-- Input data --
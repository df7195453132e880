use anyhow::Result;

use crate::config::Config;
use crate::db;

pub async fn run_migrations(config: &Config) -> Result<()> {
    let pool = db::connect(config).await?;

    // Tickets table. `id` is the external ticket identifier from the
    // ServiceDesk export; timestamps are epoch seconds.
    sqlx::query(
        r#"
        CREATE TABLE IF NOT EXISTS tickets (
            id TEXT PRIMARY KEY,
            title TEXT NOT NULL,
            category TEXT NOT NULL DEFAULT '',
            status TEXT NOT NULL DEFAULT 'Open',
            account TEXT NOT NULL DEFAULT '',
            created_at INTEGER NOT NULL,
            closed_at INTEGER,
            assignee TEXT,
            root_cause TEXT,
            description TEXT NOT NULL DEFAULT '',
            resolution TEXT,
            tier TEXT CHECK (tier IN ('L1', 'L2', 'L3')),
            updated_at INTEGER NOT NULL,
            dedup_hash TEXT NOT NULL
        )
        "#,
    )
    .execute(&pool)
    .await?;

    sqlx::query(
        r#"
        CREATE TABLE IF NOT EXISTS comments (
            id TEXT PRIMARY KEY,
            ticket_id TEXT NOT NULL,
            author TEXT,
            body TEXT NOT NULL,
            visibility TEXT NOT NULL CHECK (visibility IN ('public', 'internal')),
            created_at INTEGER NOT NULL,
            FOREIGN KEY (ticket_id) REFERENCES tickets(id)
        )
        "#,
    )
    .execute(&pool)
    .await?;

    sqlx::query(
        r#"
        CREATE TABLE IF NOT EXISTS timesheet_entries (
            id TEXT PRIMARY KEY,
            ticket_id TEXT NOT NULL,
            user TEXT NOT NULL,
            hours REAL NOT NULL,
            entry_date INTEGER NOT NULL,
            notes TEXT,
            FOREIGN KEY (ticket_id) REFERENCES tickets(id)
        )
        "#,
    )
    .execute(&pool)
    .await?;

    // Quality verdicts from the LLM scorer, one per comment per model run.
    sqlx::query(
        r#"
        CREATE TABLE IF NOT EXISTS quality_scores (
            comment_id TEXT PRIMARY KEY,
            model TEXT NOT NULL,
            clarity INTEGER NOT NULL,
            empathy INTEGER NOT NULL,
            completeness INTEGER NOT NULL,
            overall INTEGER NOT NULL,
            notes TEXT NOT NULL DEFAULT '',
            scored_at INTEGER NOT NULL,
            FOREIGN KEY (comment_id) REFERENCES comments(id)
        )
        "#,
    )
    .execute(&pool)
    .await?;

    // Embedding bookkeeping + vectors, one per ticket.
    sqlx::query(
        r#"
        CREATE TABLE IF NOT EXISTS embeddings (
            ticket_id TEXT PRIMARY KEY,
            model TEXT NOT NULL,
            dims INTEGER NOT NULL,
            hash TEXT NOT NULL,
            created_at INTEGER NOT NULL,
            FOREIGN KEY (ticket_id) REFERENCES tickets(id)
        )
        "#,
    )
    .execute(&pool)
    .await?;

    sqlx::query(
        r#"
        CREATE TABLE IF NOT EXISTS ticket_vectors (
            ticket_id TEXT PRIMARY KEY,
            embedding BLOB NOT NULL,
            FOREIGN KEY (ticket_id) REFERENCES tickets(id)
        )
        "#,
    )
    .execute(&pool)
    .await?;

    // Incremental cursors for the ETL and indexing jobs.
    sqlx::query(
        r#"
        CREATE TABLE IF NOT EXISTS checkpoints (
            job TEXT PRIMARY KEY,
            cursor TEXT NOT NULL,
            updated_at INTEGER NOT NULL
        )
        "#,
    )
    .execute(&pool)
    .await?;

    // FTS5 virtual table over ticket searchable text.
    // FTS5 CREATE is not idempotent natively, so we check first.
    let fts_exists: bool = sqlx::query_scalar(
        "SELECT COUNT(*) > 0 FROM sqlite_master WHERE type='table' AND name='tickets_fts'",
    )
    .fetch_one(&pool)
    .await?;

    if !fts_exists {
        sqlx::query(
            r#"
            CREATE VIRTUAL TABLE tickets_fts USING fts5(
                ticket_id UNINDEXED,
                text
            )
            "#,
        )
        .execute(&pool)
        .await?;
    }

    sqlx::query("CREATE INDEX IF NOT EXISTS idx_comments_ticket_id ON comments(ticket_id)")
        .execute(&pool)
        .await?;
    sqlx::query(
        "CREATE INDEX IF NOT EXISTS idx_timesheet_ticket_id ON timesheet_entries(ticket_id)",
    )
    .execute(&pool)
    .await?;
    sqlx::query("CREATE INDEX IF NOT EXISTS idx_tickets_status ON tickets(status)")
        .execute(&pool)
        .await?;
    sqlx::query("CREATE INDEX IF NOT EXISTS idx_tickets_updated_at ON tickets(updated_at DESC)")
        .execute(&pool)
        .await?;

    pool.close().await;
    Ok(())
}
/// Hash every imported content column, so a re-import that changes any
/// field (not just the searchable text) is picked up as an update.
fn ticket_dedup_hash(row: &TicketRow) -> String {
    let mut hasher = Sha256::new();
    for part in [
        row.id.as_str(),
        row.status.as_str(),
        row.category.as_str(),
        row.account.as_str(),
        row.assignee.as_deref().unwrap_or(""),
    ] {
        hasher.update(part.as_bytes());
        // Field separator, so ("ab","c") and ("a","bc") hash differently.
        hasher.update([0u8]);
    }
    hasher.update(row.created_at.timestamp().to_le_bytes());
    hasher.update(
        row.closed_at
            .map(|t| t.timestamp())
            .unwrap_or(0)
            .to_le_bytes(),
    );
    hasher.update(row.searchable_text().as_bytes());
    format!("{:x}", hasher.finalize())
}

// ============ Record parsing ============

fn field<'a>(
    headers: &csv::StringRecord,
    record: &'a csv::StringRecord,
    name: &str,
) -> Option<&'a str> {
    headers
        .iter()
        .position(|h| h.eq_ignore_ascii_case(name))
        .and_then(|i| record.get(i))
        .map(str::trim)
        .filter(|s| !s.is_empty())
}

fn required<'a>(
    headers: &csv::StringRecord,
    record: &'a csv::StringRecord,
    name: &str,
) -> Result<&'a str> {
    field(headers, record, name).ok_or_else(|| anyhow::anyhow!("missing field '{}'", name))
}

fn parse_ticket_record(
    headers: &csv::StringRecord,
    record: &csv::StringRecord,
) -> Result<TicketRow> {
    let created_at = parse_timestamp(required(headers, record, "created_at")?)?;
    let closed_at = field(headers, record, "closed_at")
        .map(parse_timestamp)
        .transpose()?;

    Ok(TicketRow {
        id: required(headers, record, "id")?.to_string(),
        title: required(headers, record, "title")?.to_string(),
        category: field(headers, record, "category").unwrap_or("").to_string(),
        status: field(headers, record, "status").unwrap_or("Open").to_string(),
        account: field(headers, record, "account").unwrap_or("").to_string(),
        created_at,
        closed_at,
        assignee: field(headers, record, "assignee").map(String::from),
        root_cause: field(headers, record, "root_cause").map(String::from),
        description: field(headers, record, "description")
            .unwrap_or("")
            .to_string(),
        resolution: field(headers, record, "resolution").map(String::from),
    })
}

fn parse_comment_record(
    headers: &csv::StringRecord,
    record: &csv::StringRecord,
) -> Result<CommentRow> {
    let visibility: Visibility = field(headers, record, "visibility")
        .unwrap_or("internal")
        .parse()?;

    Ok(CommentRow {
        id: required(headers, record, "id")?.to_string(),
        ticket_id: required(headers, record, "ticket_id")?.to_string(),
        author: field(headers, record, "author").map(String::from),
        body: required(headers, record, "body")?.to_string(),
        visibility,
        created_at: parse_timestamp(required(headers, record, "created_at")?)?,
    })
}

fn parse_timesheet_record(
    headers: &csv::StringRecord,
    record: &csv::StringRecord,
) -> Result<TimesheetRow> {
    let hours: f64 = required(headers, record, "hours")?
        .parse()
        .with_context(|| "invalid hours value")?;
    if !(0.0..=24.0).contains(&hours) {
        bail!("hours out of range: {}", hours);
    }

    Ok(TimesheetRow {
        id: required(headers, record, "id")?.to_string(),
        ticket_id: required(headers, record, "ticket_id")?.to_string(),
        user: required(headers, record, "user")?.to_string(),
        hours,
        entry_date: parse_timestamp(required(headers, record, "entry_date")?)?,
        notes: field(headers, record, "notes").map(String::from),
    })
}

/// Parse a timestamp from the formats ServiceDesk exports actually use.
///
/// Accepted: RFC 3339, `YYYY-MM-DD HH:MM:SS`, `YYYY-MM-DDTHH:MM:SS`,
/// `DD/MM/YYYY HH:MM`, and bare `YYYY-MM-DD` (midnight UTC).
pub fn parse_timestamp(s: &str) -> Result<DateTime<Utc>> {
    if let Ok(dt) = DateTime::parse_from_rfc3339(s) {
        return Ok(dt.with_timezone(&Utc));
    }

    const DATETIME_FORMATS: &[&str] = &[
        "%Y-%m-%d %H:%M:%S",
        "%Y-%m-%dT%H:%M:%S",
        "%d/%m/%Y %H:%M",
    ];
    for fmt in DATETIME_FORMATS {
        if let Ok(naive) = NaiveDateTime::parse_from_str(s, fmt) {
            return Ok(Utc.from_utc_datetime(&naive));
        }
    }

    if let Ok(date) = NaiveDate::parse_from_str(s, "%Y-%m-%d") {
        let naive = date
            .and_hms_opt(0, 0, 0)
            .ok_or_else(|| anyhow::anyhow!("invalid date: {}", s))?;
        return Ok(Utc.from_utc_datetime(&naive));
    }

    bail!("unrecognized timestamp format: '{}'", s)
}

#[cfg(test)]
mod tests {
    use super::*;

    #[test]
    fn test_parse_timestamp_formats() {
        for s in [
            "2025-03-14T09:26:53Z",
            "2025-03-14 09:26:53",
            "2025-03-14T09:26:53",
            "14/03/2025 09:26",
            "2025-03-14",
        ] {
            let dt = parse_timestamp(s).unwrap();
            assert_eq!(dt.format("%Y-%m-%d").to_string(), "2025-03-14", "{}", s);
        }
    }

    #[test]
    fn test_parse_timestamp_rejects_garbage() {
        assert!(parse_timestamp("next tuesday").is_err());
        assert!(parse_timestamp("").is_err());
    }

    #[test]
    fn test_ticket_record_requires_id_and_title() {
        let headers = csv::StringRecord::from(vec!["id", "title", "created_at"]);
        let record = csv::StringRecord::from(vec!["", "VPN down", "2025-01-01"]);
        assert!(parse_ticket_record(&headers, &record).is_err());

        let record = csv::StringRecord::from(vec!["T-1", "VPN down", "2025-01-01"]);
        let row = parse_ticket_record(&headers, &record).unwrap();
        assert_eq!(row.id, "T-1");
        assert_eq!(row.status, "Open");
    }

    #[test]
    fn test_header_matching_is_case_insensitive() {
        let headers = csv::StringRecord::from(vec!["ID", "Title", "Created_At", "Status"]);
        let record = csv::StringRecord::from(vec!["T-2", "Printer jam", "2025-02-02", "Closed"]);
        let row = parse_ticket_record(&headers, &record).unwrap();
        assert_eq!(row.status, "Closed");
    }

    #[test]
    fn test_timesheet_hours_validated() {
        let headers =
            csv::StringRecord::from(vec!["id", "ticket_id", "user", "hours", "entry_date"]);
        let record =
            csv::StringRecord::from(vec!["ts-1", "T-1", "alex", "25.0", "2025-01-01"]);
        assert!(parse_timesheet_record(&headers, &record).is_err());

        let record = csv::StringRecord::from(vec!["ts-1", "T-1", "alex", "1.5", "2025-01-01"]);
        let row = parse_timesheet_record(&headers, &record).unwrap();
        assert!((row.hours - 1.5).abs() < f64::EPSILON);
    }

    #[test]
    fn test_dedup_hash_changes_with_content() {
        let headers = csv::StringRecord::from(vec!["id", "title", "created_at"]);
        let record = csv::StringRecord::from(vec!["T-1", "VPN down", "2025-01-01"]);
        let a = parse_ticket_record(&headers, &record).unwrap();
        let mut b = a.clone();
        b.status = "Closed".to_string();
        assert_ne!(ticket_dedup_hash(&a), ticket_dedup_hash(&b));
        assert_eq!(ticket_dedup_hash(&a), ticket_dedup_hash(&a.clone()));
    }

    #[test]
    fn test_dedup_hash_covers_every_imported_field() {
        let headers = csv::StringRecord::from(vec!["id", "title", "created_at"]);
        let record = csv::StringRecord::from(vec!["T-1", "VPN down", "2025-01-01"]);
        let base = parse_ticket_record(&headers, &record).unwrap();

        // A re-import that changes only one of these must not be skipped
        // as unchanged.
        let mut assignee = base.clone();
        assignee.assignee = Some("lee".into());
        assert_ne!(ticket_dedup_hash(&base), ticket_dedup_hash(&assignee));

        let mut account = base.clone();
        account.account = "Globex".into();
        assert_ne!(ticket_dedup_hash(&base), ticket_dedup_hash(&account));

        let mut category = base.clone();
        category.category = "Network".into();
        assert_ne!(ticket_dedup_hash(&base), ticket_dedup_hash(&category));
    }
}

-- What you are asked to do --
Filter the data above, keeping only lines that include the string "body".

-- Final answer --
            body TEXT NOT NULL,
        body: required(headers, record, "body")?.to_string(),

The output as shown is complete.